What this task involves: Set down again exactly the lines of the listing below that fall between the line holding "let item_class = item_class.into();" and the line holding "self.doc.offsets.detail.push(span);", inclusive.

Content starts

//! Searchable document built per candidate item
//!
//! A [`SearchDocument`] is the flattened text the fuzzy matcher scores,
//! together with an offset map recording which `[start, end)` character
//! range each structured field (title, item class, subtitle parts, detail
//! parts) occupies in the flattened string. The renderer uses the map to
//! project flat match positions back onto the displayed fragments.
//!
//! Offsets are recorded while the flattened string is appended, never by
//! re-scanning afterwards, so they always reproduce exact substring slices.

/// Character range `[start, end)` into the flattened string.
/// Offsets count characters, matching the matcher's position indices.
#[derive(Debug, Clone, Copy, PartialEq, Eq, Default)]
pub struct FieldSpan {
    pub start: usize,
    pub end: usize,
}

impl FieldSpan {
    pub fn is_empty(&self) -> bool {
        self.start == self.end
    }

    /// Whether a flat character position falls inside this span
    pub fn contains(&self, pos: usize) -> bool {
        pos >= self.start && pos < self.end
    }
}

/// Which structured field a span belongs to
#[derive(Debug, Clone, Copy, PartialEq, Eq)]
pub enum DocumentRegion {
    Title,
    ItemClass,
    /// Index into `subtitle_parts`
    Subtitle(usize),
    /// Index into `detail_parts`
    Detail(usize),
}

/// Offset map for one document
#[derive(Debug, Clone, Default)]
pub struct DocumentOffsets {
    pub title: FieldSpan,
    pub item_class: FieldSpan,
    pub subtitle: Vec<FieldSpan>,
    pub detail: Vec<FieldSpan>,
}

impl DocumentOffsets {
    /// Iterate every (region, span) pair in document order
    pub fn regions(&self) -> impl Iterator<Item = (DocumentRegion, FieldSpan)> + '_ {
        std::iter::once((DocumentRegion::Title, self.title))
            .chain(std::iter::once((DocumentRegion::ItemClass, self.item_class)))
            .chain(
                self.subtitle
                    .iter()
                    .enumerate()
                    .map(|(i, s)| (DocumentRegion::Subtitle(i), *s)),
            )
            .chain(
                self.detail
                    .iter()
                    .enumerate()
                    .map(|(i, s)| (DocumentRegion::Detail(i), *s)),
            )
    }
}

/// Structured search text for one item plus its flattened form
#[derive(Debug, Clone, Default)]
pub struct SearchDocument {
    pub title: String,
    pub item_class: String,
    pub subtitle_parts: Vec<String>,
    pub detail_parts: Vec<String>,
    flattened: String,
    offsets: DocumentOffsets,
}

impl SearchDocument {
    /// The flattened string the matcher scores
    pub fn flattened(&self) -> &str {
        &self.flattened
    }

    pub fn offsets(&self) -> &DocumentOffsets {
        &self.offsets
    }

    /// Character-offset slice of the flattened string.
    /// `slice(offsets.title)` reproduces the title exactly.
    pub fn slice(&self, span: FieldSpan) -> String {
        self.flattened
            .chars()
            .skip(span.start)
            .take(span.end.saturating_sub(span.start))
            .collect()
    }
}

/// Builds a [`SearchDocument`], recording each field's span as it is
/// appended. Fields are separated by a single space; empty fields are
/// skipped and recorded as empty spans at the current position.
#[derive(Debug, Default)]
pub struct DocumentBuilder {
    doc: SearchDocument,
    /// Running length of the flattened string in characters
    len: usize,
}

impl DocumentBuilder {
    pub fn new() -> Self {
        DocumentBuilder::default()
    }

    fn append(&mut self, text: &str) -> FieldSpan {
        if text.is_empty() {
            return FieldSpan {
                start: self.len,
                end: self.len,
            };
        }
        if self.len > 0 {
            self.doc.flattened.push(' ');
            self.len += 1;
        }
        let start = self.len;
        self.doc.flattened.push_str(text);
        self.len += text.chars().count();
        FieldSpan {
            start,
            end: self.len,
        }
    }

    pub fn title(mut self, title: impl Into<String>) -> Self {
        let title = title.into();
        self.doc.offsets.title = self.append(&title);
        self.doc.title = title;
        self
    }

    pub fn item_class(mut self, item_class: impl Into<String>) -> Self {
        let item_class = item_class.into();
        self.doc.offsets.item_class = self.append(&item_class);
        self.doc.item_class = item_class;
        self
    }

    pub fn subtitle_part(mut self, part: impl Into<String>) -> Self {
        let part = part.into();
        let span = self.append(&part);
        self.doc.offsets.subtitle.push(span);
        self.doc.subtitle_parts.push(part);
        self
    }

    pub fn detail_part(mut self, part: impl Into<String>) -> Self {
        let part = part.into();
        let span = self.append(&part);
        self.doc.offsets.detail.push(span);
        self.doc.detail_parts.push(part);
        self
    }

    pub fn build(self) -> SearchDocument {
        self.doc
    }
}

Content ends
Content starts

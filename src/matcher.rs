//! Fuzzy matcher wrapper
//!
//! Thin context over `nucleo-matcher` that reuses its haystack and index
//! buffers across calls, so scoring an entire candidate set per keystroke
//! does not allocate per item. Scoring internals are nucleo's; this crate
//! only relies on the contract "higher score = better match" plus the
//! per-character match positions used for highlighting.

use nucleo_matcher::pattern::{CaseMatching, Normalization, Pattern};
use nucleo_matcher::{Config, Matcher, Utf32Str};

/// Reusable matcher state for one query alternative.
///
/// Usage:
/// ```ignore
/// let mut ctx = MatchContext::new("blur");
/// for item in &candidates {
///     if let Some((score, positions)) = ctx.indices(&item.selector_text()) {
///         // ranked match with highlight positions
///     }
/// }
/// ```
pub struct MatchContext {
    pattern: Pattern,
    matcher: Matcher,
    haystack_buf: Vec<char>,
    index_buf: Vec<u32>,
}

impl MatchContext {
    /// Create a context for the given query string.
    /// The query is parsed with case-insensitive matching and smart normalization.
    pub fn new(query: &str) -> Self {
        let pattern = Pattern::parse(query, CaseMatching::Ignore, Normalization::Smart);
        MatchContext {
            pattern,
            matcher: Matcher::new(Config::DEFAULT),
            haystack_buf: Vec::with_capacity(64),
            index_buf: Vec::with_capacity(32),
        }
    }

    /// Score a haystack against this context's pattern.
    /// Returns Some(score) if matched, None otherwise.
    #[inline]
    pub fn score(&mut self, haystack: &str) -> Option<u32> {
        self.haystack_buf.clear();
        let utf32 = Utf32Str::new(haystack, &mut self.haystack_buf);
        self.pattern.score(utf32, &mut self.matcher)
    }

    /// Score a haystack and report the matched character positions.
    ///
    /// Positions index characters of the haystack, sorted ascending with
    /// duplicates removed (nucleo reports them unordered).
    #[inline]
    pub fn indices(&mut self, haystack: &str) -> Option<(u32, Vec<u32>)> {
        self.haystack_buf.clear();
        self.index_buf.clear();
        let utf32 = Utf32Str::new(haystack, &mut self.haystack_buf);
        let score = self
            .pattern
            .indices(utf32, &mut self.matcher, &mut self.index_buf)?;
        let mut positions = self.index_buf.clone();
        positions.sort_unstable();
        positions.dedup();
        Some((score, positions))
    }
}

Content ends

Answer section:
        let item_class = item_class.into();
        self.doc.offsets.item_class = self.append(&item_class);
        self.doc.item_class = item_class;
        self
    }

    pub fn subtitle_part(mut self, part: impl Into<String>) -> Self {
        let part = part.into();
        let span = self.append(&part);
        self.doc.offsets.subtitle.push(span);
        self.doc.subtitle_parts.push(part);
        self
    }

    pub fn detail_part(mut self, part: impl Into<String>) -> Self {
        let part = part.into();
        let span = self.append(&part);
        self.doc.offsets.detail.push(span);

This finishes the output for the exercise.